Content starts
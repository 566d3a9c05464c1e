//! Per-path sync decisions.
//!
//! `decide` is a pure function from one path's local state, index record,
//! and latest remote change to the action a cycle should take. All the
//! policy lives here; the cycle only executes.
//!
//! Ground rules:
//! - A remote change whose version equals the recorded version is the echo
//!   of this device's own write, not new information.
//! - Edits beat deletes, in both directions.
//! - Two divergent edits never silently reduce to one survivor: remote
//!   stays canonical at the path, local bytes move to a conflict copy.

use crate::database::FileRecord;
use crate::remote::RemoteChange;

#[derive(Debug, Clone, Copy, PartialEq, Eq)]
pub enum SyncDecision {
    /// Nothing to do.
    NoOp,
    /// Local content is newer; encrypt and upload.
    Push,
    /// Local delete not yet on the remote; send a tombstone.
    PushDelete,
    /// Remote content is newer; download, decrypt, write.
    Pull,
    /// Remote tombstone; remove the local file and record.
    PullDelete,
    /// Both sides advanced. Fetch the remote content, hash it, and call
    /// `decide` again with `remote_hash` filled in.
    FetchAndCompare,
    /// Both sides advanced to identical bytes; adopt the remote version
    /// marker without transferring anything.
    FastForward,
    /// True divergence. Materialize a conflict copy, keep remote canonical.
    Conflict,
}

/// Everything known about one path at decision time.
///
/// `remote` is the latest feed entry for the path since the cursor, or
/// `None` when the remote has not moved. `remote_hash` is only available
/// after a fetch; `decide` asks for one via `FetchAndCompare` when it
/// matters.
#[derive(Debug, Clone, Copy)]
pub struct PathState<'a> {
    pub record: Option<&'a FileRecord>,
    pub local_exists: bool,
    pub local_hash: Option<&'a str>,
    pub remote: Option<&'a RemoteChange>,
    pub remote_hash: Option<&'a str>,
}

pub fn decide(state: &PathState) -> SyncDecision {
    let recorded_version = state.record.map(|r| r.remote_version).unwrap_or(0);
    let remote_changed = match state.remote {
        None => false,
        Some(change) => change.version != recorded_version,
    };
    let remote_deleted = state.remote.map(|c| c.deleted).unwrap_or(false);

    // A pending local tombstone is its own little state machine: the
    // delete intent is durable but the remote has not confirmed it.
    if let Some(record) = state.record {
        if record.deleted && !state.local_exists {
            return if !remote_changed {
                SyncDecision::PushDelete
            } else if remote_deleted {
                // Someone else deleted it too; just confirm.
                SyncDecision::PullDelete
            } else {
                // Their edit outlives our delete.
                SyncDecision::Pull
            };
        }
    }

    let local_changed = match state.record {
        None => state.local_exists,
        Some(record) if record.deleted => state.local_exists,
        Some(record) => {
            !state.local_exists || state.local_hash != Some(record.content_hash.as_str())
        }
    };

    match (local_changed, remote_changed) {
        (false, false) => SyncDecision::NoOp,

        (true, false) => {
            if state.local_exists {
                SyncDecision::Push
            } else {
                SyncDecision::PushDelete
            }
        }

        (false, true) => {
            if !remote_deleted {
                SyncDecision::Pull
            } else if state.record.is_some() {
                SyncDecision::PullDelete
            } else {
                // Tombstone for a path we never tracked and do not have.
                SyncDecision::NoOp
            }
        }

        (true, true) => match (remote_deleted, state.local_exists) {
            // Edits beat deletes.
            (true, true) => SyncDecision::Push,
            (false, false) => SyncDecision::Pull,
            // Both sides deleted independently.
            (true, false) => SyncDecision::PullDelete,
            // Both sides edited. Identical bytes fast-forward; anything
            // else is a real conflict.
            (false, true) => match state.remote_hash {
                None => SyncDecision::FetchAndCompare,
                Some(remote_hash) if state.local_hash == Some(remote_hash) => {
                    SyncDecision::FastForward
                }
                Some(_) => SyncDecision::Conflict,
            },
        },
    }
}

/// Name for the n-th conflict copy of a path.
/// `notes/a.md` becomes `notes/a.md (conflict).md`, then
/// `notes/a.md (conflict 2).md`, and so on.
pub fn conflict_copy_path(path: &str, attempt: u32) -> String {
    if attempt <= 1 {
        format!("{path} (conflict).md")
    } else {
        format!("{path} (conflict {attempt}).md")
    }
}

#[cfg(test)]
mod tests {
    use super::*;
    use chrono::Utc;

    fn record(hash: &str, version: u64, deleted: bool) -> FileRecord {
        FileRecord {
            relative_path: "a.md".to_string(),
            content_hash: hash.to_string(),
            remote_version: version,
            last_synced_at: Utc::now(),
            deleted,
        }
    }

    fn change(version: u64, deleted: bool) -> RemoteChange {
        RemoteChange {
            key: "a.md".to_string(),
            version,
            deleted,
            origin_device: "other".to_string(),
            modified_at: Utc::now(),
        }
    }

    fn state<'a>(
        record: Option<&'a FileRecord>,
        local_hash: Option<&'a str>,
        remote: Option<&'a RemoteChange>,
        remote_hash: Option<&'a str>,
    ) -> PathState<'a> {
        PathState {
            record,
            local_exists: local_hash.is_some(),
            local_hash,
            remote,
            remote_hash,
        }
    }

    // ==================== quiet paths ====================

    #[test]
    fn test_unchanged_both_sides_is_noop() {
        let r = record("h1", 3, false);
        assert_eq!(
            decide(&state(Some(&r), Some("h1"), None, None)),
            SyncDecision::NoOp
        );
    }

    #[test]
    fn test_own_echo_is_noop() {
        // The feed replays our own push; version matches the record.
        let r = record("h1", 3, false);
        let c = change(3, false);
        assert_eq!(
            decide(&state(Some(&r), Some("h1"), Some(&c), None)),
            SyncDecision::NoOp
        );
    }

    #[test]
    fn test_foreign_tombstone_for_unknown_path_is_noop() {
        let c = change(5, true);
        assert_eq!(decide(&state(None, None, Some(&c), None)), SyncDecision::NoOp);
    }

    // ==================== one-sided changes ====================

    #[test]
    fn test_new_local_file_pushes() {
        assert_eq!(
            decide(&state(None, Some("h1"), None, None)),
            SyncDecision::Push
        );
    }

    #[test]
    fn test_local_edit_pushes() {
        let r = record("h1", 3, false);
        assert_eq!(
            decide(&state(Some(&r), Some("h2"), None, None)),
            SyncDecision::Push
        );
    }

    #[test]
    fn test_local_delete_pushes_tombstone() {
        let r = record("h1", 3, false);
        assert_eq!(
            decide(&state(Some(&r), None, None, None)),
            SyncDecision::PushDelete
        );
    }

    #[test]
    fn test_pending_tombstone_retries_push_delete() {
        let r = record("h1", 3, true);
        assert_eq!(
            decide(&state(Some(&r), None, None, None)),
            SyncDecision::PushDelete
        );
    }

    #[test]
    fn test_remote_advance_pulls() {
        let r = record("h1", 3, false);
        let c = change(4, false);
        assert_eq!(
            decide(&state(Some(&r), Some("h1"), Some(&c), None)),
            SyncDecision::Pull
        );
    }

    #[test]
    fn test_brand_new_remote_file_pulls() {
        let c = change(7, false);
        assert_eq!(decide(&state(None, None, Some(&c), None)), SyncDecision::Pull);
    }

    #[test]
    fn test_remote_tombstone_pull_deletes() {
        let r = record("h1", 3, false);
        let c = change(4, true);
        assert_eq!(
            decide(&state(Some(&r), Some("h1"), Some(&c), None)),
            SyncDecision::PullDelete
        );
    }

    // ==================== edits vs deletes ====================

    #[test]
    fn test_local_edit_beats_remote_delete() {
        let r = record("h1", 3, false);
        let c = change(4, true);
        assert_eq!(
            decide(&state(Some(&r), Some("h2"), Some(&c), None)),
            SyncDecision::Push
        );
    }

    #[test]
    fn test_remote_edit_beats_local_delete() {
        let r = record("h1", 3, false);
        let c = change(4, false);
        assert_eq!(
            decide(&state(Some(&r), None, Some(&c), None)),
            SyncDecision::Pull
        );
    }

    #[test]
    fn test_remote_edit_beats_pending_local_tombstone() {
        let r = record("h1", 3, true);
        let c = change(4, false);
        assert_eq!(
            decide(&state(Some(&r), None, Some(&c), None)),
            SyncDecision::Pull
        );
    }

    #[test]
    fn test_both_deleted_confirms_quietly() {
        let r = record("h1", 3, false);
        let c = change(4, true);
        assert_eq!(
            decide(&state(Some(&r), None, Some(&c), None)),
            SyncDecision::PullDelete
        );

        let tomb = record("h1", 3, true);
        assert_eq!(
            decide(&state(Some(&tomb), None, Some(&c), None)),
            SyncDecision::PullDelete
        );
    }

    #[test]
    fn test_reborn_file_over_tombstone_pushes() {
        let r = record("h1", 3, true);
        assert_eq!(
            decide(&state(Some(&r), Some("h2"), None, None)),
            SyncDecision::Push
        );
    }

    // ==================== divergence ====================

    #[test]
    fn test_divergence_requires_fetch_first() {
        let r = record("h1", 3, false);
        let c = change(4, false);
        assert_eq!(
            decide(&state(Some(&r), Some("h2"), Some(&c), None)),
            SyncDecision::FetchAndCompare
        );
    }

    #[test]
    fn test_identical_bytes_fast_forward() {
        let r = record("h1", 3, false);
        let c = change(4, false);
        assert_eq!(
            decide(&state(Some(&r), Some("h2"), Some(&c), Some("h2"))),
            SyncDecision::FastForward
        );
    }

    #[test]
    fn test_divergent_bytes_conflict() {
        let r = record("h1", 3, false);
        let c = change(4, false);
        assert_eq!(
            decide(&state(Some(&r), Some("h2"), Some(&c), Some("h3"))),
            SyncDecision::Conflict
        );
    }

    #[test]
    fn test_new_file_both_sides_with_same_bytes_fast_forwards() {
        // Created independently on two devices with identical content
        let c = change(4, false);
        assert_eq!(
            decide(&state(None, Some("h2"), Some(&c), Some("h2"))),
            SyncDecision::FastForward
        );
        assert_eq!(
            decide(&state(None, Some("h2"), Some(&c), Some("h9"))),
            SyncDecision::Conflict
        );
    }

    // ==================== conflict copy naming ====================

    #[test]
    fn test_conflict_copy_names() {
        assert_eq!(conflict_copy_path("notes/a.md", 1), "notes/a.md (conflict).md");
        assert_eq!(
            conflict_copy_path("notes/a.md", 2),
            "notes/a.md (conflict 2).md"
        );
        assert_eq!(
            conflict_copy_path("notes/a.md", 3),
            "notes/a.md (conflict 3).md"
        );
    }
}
Content ends
Number of lines in the records above holding the word "anything": state it and nothing else.

## Response to the exercise
2